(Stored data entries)
════════════════════

use std::path::Path;

use strz_core::actions::{ActionOutcome, ActionReport, RunSummary};

/// One line per report, paths shown relative to `base`.
pub fn format_report(report: &ActionReport, base: &Path) -> String {
    let relative = |path: &Path| path.strip_prefix(base).unwrap_or(path).display().to_string();

    match &report.result {
        Ok(ActionOutcome::Created(path)) => format!("✅ Created {}", relative(path)),
        Ok(ActionOutcome::Modified(path)) => format!("📝 Updated {}", relative(path)),
        Ok(ActionOutcome::Skipped {
            path: Some(path),
            reason,
        }) => format!("⏭️  Skipped {} ({})", relative(path), reason),
        Ok(ActionOutcome::Skipped { path: None, reason }) => {
            format!("⏭️  Skipped {} ({})", report.description, reason)
        }
        Err(e) => format!("❌ Failed {}: {}", report.description, e),
    }
}

pub fn print_summary(summary: &RunSummary, base: &Path) {
    for report in &summary.reports {
        println!("   {}", format_report(report, base));
    }
    println!(
        "\n{} done, {} skipped, {} failed",
        summary.performed(),
        summary.skipped(),
        summary.failed()
    );
}
//! Workspace locator

use std::path::{Path, PathBuf};

use tracing::debug;

use crate::utils::has_content;

/// Canonical workspace descriptor file name
pub const WORKSPACE_FILE: &str = "workspace.dsl";

/// Default subfolder checked when the root holds no descriptor
pub const DEFAULT_FOLDER: &str = "architecture";

/// Find the directory holding a non-empty `workspace.dsl`.
///
/// Probes `<root>/workspace.dsl` first, then `<root>/<folder>/workspace.dsl`
/// where `folder` is the configured workspace folder. No other directory is
/// searched.
pub fn find_workspace_dir(root: &Path, folder: &str) -> Option<PathBuf> {
    let candidates = [root.to_path_buf(), root.join(folder)];

    for dir in candidates {
        if has_content(&dir.join(WORKSPACE_FILE)) {
            debug!("Found workspace at: {:?}", dir);
            return Some(dir);
        }
        debug!("No workspace descriptor in: {:?}", dir);
    }

    None
}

════════════════════

_WHAT YOU HAVE TO DO_.
If a line in the records has the word "ActionReport", copy that line.

_RESPONSE_.
use strz_core::actions::{ActionOutcome, ActionReport, RunSummary};
pub fn format_report(report: &ActionReport, base: &Path) -> String {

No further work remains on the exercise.